(DATA SHOWN Opens)
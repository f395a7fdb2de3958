//! Upload intake and ephemeral scratch storage
//!
//! Uploaded media is streamed to a scratch directory under a
//! collision-resistant name (`<uuid-v4><original-extension>`), handed to a
//! vendor forwarder exactly once, and deleted before the HTTP response is
//! sent. The size ceiling is enforced chunk-by-chunk while writing, so an
//! oversized upload is rejected before any vendor call and the partial
//! file is removed.

use std::path::{Path, PathBuf};

use axum::extract::multipart::Field;
use thiserror::Error;
use tokio::io::AsyncWriteExt;
use uuid::Uuid;

/// Errors that can occur during upload intake.
#[derive(Debug, Error)]
pub enum UploadError {
    /// The multipart request carried no `file` field.
    #[error("No file uploaded")]
    Missing,

    /// The upload exceeded the configured size ceiling.
    #[error("File too large (max: {max} bytes)")]
    TooLarge { max: u64 },

    /// The multipart stream could not be read.
    #[error("invalid multipart request: {0}")]
    Malformed(String),

    /// Scratch-directory or file I/O failure.
    #[error("I/O error: {0}")]
    Io(#[from] std::io::Error),
}

/// Scratch store for uploaded media pending forwarding.
#[derive(Debug, Clone)]
pub struct UploadStore {
    dir: PathBuf,
    max_bytes: u64,
}

impl UploadStore {
    /// Create a store rooted at `dir` with the given size ceiling.
    ///
    /// The directory itself is created lazily on first write.
    pub fn new(dir: impl Into<PathBuf>, max_bytes: u64) -> Self {
        Self {
            dir: dir.into(),
            max_bytes,
        }
    }

    /// The configured size ceiling in bytes.
    pub fn max_bytes(&self) -> u64 {
        self.max_bytes
    }

    /// The scratch directory path.
    pub fn dir(&self) -> &Path {
        &self.dir
    }

    /// Stream one multipart field to disk and return the stored upload.
    ///
    /// Enforces the size ceiling incrementally; on any failure the partial
    /// file is removed before the error is returned.
    pub async fn store_field(&self, field: Field<'_>) -> Result<StoredUpload, UploadError> {
        tokio::fs::create_dir_all(&self.dir).await?;

        let original_name = field
            .file_name()
            .map(|s| s.to_string())
            .unwrap_or_else(|| "upload".to_string());
        let mime_type = field
            .content_type()
            .map(|s| s.to_string())
            .or_else(|| mime_from_extension(&original_name).map(|s| s.to_string()))
            .unwrap_or_else(|| "application/octet-stream".to_string());

        let path = self.dir.join(unique_filename(&original_name));

        match write_field(&path, field, self.max_bytes).await {
            Ok(size) => {
                tracing::debug!(
                    path = %path.display(),
                    original_name = %original_name,
                    mime_type = %mime_type,
                    size,
                    "Stored uploaded file"
                );
                Ok(StoredUpload {
                    path,
                    original_name,
                    mime_type,
                    size,
                    deleted: false,
                })
            }
            Err(e) => {
                // Never leave a partial file behind.
                if let Err(cleanup) = tokio::fs::remove_file(&path).await {
                    tracing::warn!(
                        path = %path.display(),
                        error = %cleanup,
                        "Failed to remove partial upload"
                    );
                }
                Err(e)
            }
        }
    }
}

/// Stream the field's chunks into `path`, returning the byte count.
async fn write_field(path: &Path, mut field: Field<'_>, max_bytes: u64) -> Result<u64, UploadError> {
    let mut file = tokio::fs::File::create(path).await?;
    let mut total: u64 = 0;

    while let Some(chunk) = field
        .chunk()
        .await
        .map_err(|e| UploadError::Malformed(e.to_string()))?
    {
        total += chunk.len() as u64;
        if total > max_bytes {
            return Err(UploadError::TooLarge { max: max_bytes });
        }
        file.write_all(&chunk).await?;
    }

    file.flush().await?;
    Ok(total)
}

/// An uploaded file on disk, pending forwarding.
///
/// The file is deleted by [`StoredUpload::discard`], which handlers call
/// unconditionally after the forwarder finishes. Dropping an undiscarded
/// upload deletes the file as a backstop so a panicking handler cannot
/// orphan scratch files.
#[derive(Debug)]
pub struct StoredUpload {
    path: PathBuf,
    /// Filename as supplied by the client.
    pub original_name: String,
    /// MIME type from the multipart part, or inferred from the extension.
    pub mime_type: String,
    /// Size in bytes.
    pub size: u64,
    deleted: bool,
}

impl StoredUpload {
    /// Path of the stored file.
    pub fn path(&self) -> &Path {
        &self.path
    }

    /// Delete the stored file.
    ///
    /// A deletion failure is logged and swallowed; it must never mask the
    /// result or error being returned to the caller.
    pub async fn discard(mut self) {
        self.deleted = true;
        if let Err(e) = tokio::fs::remove_file(&self.path).await {
            tracing::warn!(
                path = %self.path.display(),
                error = %e,
                "Failed to delete uploaded file"
            );
        }
    }
}

impl Drop for StoredUpload {
    fn drop(&mut self) {
        if !self.deleted {
            if let Err(e) = std::fs::remove_file(&self.path) {
                tracing::warn!(
                    path = %self.path.display(),
                    error = %e,
                    "Failed to delete uploaded file on drop"
                );
            }
        }
    }
}

/// Generate a collision-resistant filename preserving the original
/// extension, so downstream content-type inference keeps working.
fn unique_filename(original_name: &str) -> String {
    match Path::new(original_name)
        .extension()
        .and_then(|e| e.to_str())
    {
        Some(ext) => format!("{}.{}", Uuid::new_v4(), ext),
        None => Uuid::new_v4().to_string(),
    }
}

/// Infer a MIME type from a filename extension for the media types the
/// detection vendors accept.
fn mime_from_extension(name: &str) -> Option<&'static str> {
    let ext = Path::new(name).extension()?.to_str()?.to_lowercase();
    match ext.as_str() {
        "jpg" | "jpeg" => Some("image/jpeg"),
        "png" => Some("image/png"),
        "gif" => Some("image/gif"),
        "webp" => Some("image/webp"),
        "mp4" => Some("video/mp4"),
        "mov" => Some("video/quicktime"),
        "avi" => Some("video/x-msvideo"),
        "webm" => Some("video/webm"),
        _ => None,
    }
}

#[cfg(test)]
mod tests {
    use super::*;

    // ==================== filename tests ====================

    #[test]
    fn test_unique_filename_preserves_extension() {
        let name = unique_filename("holiday photo.JPG");
        assert!(name.ends_with(".JPG"));
        // uuid (36 chars) + "." + ext
        assert_eq!(name.len(), 36 + 1 + 3);
    }

    #[test]
    fn test_unique_filename_without_extension() {
        let name = unique_filename("upload");
        assert_eq!(name.len(), 36);
        assert!(!name.contains('.'));
    }

    #[test]
    fn test_unique_filenames_do_not_collide() {
        let a = unique_filename("a.png");
        let b = unique_filename("a.png");
        assert_ne!(a, b);
    }

    // ==================== mime inference tests ====================

    #[test]
    fn test_mime_from_extension() {
        assert_eq!(mime_from_extension("selfie.jpeg"), Some("image/jpeg"));
        assert_eq!(mime_from_extension("clip.MP4"), Some("video/mp4"));
        assert_eq!(mime_from_extension("scan.webp"), Some("image/webp"));
        assert_eq!(mime_from_extension("notes.txt"), None);
        assert_eq!(mime_from_extension("no_extension"), None);
    }

    // ==================== StoredUpload cleanup tests ====================

    #[tokio::test]
    async fn test_discard_removes_file() {
        let dir = tempfile::tempdir().unwrap();
        let path = dir.path().join("a.bin");
        tokio::fs::write(&path, b"data").await.unwrap();

        let upload = StoredUpload {
            path: path.clone(),
            original_name: "a.bin".to_string(),
            mime_type: "application/octet-stream".to_string(),
            size: 4,
            deleted: false,
        };
        upload.discard().await;
        assert!(!path.exists());
    }

    #[tokio::test]
    async fn test_drop_removes_file_as_backstop() {
        let dir = tempfile::tempdir().unwrap();
        let path = dir.path().join("b.bin");
        tokio::fs::write(&path, b"data").await.unwrap();

        {
            let _upload = StoredUpload {
                path: path.clone(),
                original_name: "b.bin".to_string(),
                mime_type: "application/octet-stream".to_string(),
                size: 4,
                deleted: false,
            };
        }
        assert!(!path.exists());
    }

    #[tokio::test]
    async fn test_discard_tolerates_missing_file() {
        let dir = tempfile::tempdir().unwrap();
        let upload = StoredUpload {
            path: dir.path().join("never-written.bin"),
            original_name: "never-written.bin".to_string(),
            mime_type: "application/octet-stream".to_string(),
            size: 0,
            deleted: false,
        };
        // Must not panic; failure is logged only.
        upload.discard().await;
    }
}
(DATA SHOWN Closes)
■ YOUR ASSIGNMENT: From the data above, return every line from the line that has "HTTP response is" up to and including the line that has "#[derive(Debug, Error)]", exactly.

■ OUTPUT FOR THIS EXERCISE:
//! vendor forwarder exactly once, and deleted before the HTTP response is
//! sent. The size ceiling is enforced chunk-by-chunk while writing, so an
//! oversized upload is rejected before any vendor call and the partial
//! file is removed.

use std::path::{Path, PathBuf};

use axum::extract::multipart::Field;
use thiserror::Error;
use tokio::io::AsyncWriteExt;
use uuid::Uuid;

/// Errors that can occur during upload intake.
#[derive(Debug, Error)]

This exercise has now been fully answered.